Israeli Prime Minister Benjamin Netanyahu on Tuesday blamed coordinated anti-Israel advocacy campaigns for recent polls that show falling support for the Jewish state in the United States, particularly among Democrats, but argued that effective Israeli counter-messaging could reverse those trends, Jewish Insider’s Marc Rod reports.
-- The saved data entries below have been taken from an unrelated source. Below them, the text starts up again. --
//! Metrics module
//!
//! Prometheus metrics for the ingest pipeline.

pub mod server;

use lazy_static::lazy_static;
use prometheus::{
    register_counter, register_counter_vec, register_histogram_vec, Counter, CounterVec,
    HistogramVec,
};

lazy_static! {
    // Ingest metrics
    pub static ref INGESTS_TOTAL: CounterVec = register_counter_vec!(
        "tubely_ingests_total",
        "Total number of video ingests",
        &["status", "orientation"]
    ).unwrap();

    pub static ref INGEST_BYTES_TOTAL: Counter = register_counter!(
        "tubely_ingest_bytes_total",
        "Total bytes staged from video uploads"
    ).unwrap();

    pub static ref INGEST_DURATION: HistogramVec = register_histogram_vec!(
        "tubely_ingest_duration_seconds",
        "End-to-end ingest duration in seconds",
        &["status"],
        vec![0.1, 0.5, 1.0, 5.0, 10.0, 30.0, 60.0, 120.0, 300.0]
    ).unwrap();

    pub static ref STAGE_DURATION: HistogramVec = register_histogram_vec!(
        "tubely_ingest_stage_duration_seconds",
        "Time spent reaching each ingest stage from the previous one",
        &["stage"],
        vec![0.001, 0.01, 0.05, 0.1, 0.5, 1.0, 5.0, 30.0, 120.0, 300.0]
    ).unwrap();

    pub static ref INGEST_FAILURES: CounterVec = register_counter_vec!(
        "tubely_ingest_failures_total",
        "Failed ingests by the last stage reached",
        &["stage", "kind"]
    ).unwrap();

    // External tool metrics
    pub static ref TOOL_DURATION: HistogramVec = register_histogram_vec!(
        "tubely_media_tool_duration_seconds",
        "ffprobe/ffmpeg run time in seconds",
        &["tool"],
        vec![0.01, 0.05, 0.1, 0.5, 1.0, 5.0, 10.0, 60.0, 300.0]
    ).unwrap();

    // Thumbnail metrics
    pub static ref THUMBNAILS_TOTAL: CounterVec = register_counter_vec!(
        "tubely_thumbnails_total",
        "Total number of thumbnail uploads",
        &["status"]
    ).unwrap();

    // Auth metrics
    pub static ref AUTH_ATTEMPTS: CounterVec = register_counter_vec!(
        "tubely_auth_attempts_total",
        "Authentication attempts",
        &["status"]
    ).unwrap();

    // Error metrics
    pub static ref ERRORS_TOTAL: CounterVec = register_counter_vec!(
        "tubely_errors_total",
        "Total errors",
        &["type"]
    ).unwrap();
}

/// Record a committed ingest
pub fn record_ingest_success(orientation: &str, bytes: u64, duration_secs: f64) {
    INGESTS_TOTAL
        .with_label_values(&["success", orientation])
        .inc();
    INGEST_BYTES_TOTAL.inc_by(bytes as f64);
    INGEST_DURATION
        .with_label_values(&["success"])
        .observe(duration_secs);
}

/// Record a failed ingest
pub fn record_ingest_failure(stage: &str, kind: &str, duration_secs: f64) {
    INGESTS_TOTAL
        .with_label_values(&["failure", "unknown"])
        .inc();
    INGEST_FAILURES.with_label_values(&[stage, kind]).inc();
    INGEST_DURATION
        .with_label_values(&["failure"])
        .observe(duration_secs);
}

/// Record the time taken to reach `stage`
pub fn record_stage_duration(stage: &str, duration_secs: f64) {
    STAGE_DURATION
        .with_label_values(&[stage])
        .observe(duration_secs);
}

/// Record how long an external media tool ran
pub fn record_tool_duration(tool: &str, duration_secs: f64) {
    TOOL_DURATION.with_label_values(&[tool]).observe(duration_secs);
}

/// Record a thumbnail upload
pub fn record_thumbnail(success: bool) {
    let status = if success { "success" } else { "failure" };
    THUMBNAILS_TOTAL.with_label_values(&[status]).inc();
}

/// Record authentication attempt
pub fn record_auth_attempt(success: bool) {
    let status = if success { "success" } else { "failure" };
    AUTH_ATTEMPTS.with_label_values(&[status]).inc();
}

/// Record an error
pub fn record_error(error_type: &str) {
    ERRORS_TOTAL.with_label_values(&[error_type]).inc();
}
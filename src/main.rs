//! Main entry point for the sceneforge gateway

use sceneforge::{api, catalog, config::Settings, upstream::InferenceClient, AppState};
use std::sync::Arc;
use tracing::info;
use tracing_subscriber::{fmt, prelude::*, EnvFilter};

#[tokio::main]
async fn main() -> anyhow::Result<()> {
    dotenvy::dotenv().ok();

    // Load configuration
    let settings = Settings::load()?;
    settings.validate()?;
    catalog::validate()?;

    // Initialize logging
    let filter = EnvFilter::try_from_default_env()
        .unwrap_or_else(|_| EnvFilter::new(&settings.logging.level));

    if settings.logging.format == "json" {
        tracing_subscriber::registry()
            .with(filter)
            .with(fmt::layer().json())
            .init();
    } else {
        tracing_subscriber::registry()
            .with(filter)
            .with(fmt::layer())
            .init();
    }

    info!("Starting sceneforge gateway");
    info!(
        "Loaded configuration: server={}:{} model={}",
        settings.server.host, settings.server.port, settings.upstream.model
    );

    // Build the upstream client and application state
    let upstream = InferenceClient::new(&settings.upstream)?;
    let addr = format!("{}:{}", settings.server.host, settings.server.port);
    let state = Arc::new(AppState { settings, upstream });

    // Build the router
    let app = api::routes::create_router(state).await;

    info!("Server listening on {}", addr);

    // Start the server
    let listener = tokio::net::TcpListener::bind(&addr).await?;
    axum::serve(listener, app).await?;

    Ok(())
}
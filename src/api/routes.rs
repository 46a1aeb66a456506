//! Router assembly for the HTTP API

use axum::{
    routing::{get, post},
    Router,
};
use std::sync::Arc;
use tower_http::{cors::CorsLayer, trace::TraceLayer};

use crate::api::handlers;
use crate::AppState;

/// Build the application router with all routes and middleware layers
pub async fn create_router(state: Arc<AppState>) -> Router {
    Router::new()
        .route("/health", get(handlers::health))
        .route("/styles", get(handlers::styles))
        .route("/generate", post(handlers::generate))
        .method_not_allowed_fallback(handlers::method_not_allowed)
        .layer(TraceLayer::new_for_http())
        .layer(CorsLayer::permissive())
        .with_state(state)
}
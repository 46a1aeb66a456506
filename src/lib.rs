//! Styled text-to-image generation gateway.
//!
//! Expands a free-text scene description and a named visual style into a
//! model-ready prompt pair, forwards it to a remote diffusion inference
//! service, and returns the generated image as a base64 data URI.

pub mod api;
pub mod catalog;
pub mod client;
pub mod config;
pub mod error;
pub mod prompt;
pub mod response;
pub mod upstream;

pub use error::{AppError, Result};

use crate::config::Settings;
use crate::upstream::InferenceClient;

/// Application state shared across all handlers
pub struct AppState {
    pub settings: Settings,
    pub upstream: InferenceClient,
}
What he said: “I am certainly interested in maintaining the great support that Israel has had. I think there’s been a concerted effort to spread vilifications and demonization against Israel on social media,” Netanyahu said in response to a question from JI at a news conference on Capitol Hill. “It’s funded, it’s malignant, and we intend to fight it, because nothing defeats lies like the truth, and we shall spread the truth for everyone to see it,” Netanyahu continued. “Once people are exposed to the facts, we win, hands down.”
The ties that bind: Netanyahu signed a memorandum of understanding with Interior Secretary Doug Burgum and Energy Secretary Chris Wright on Tuesday, advancing U.S. and Israeli cooperation in energy and artificial intelligence research and integrating AI into the Abraham Accords, Jewish Insider’s Jake Schlanger reports.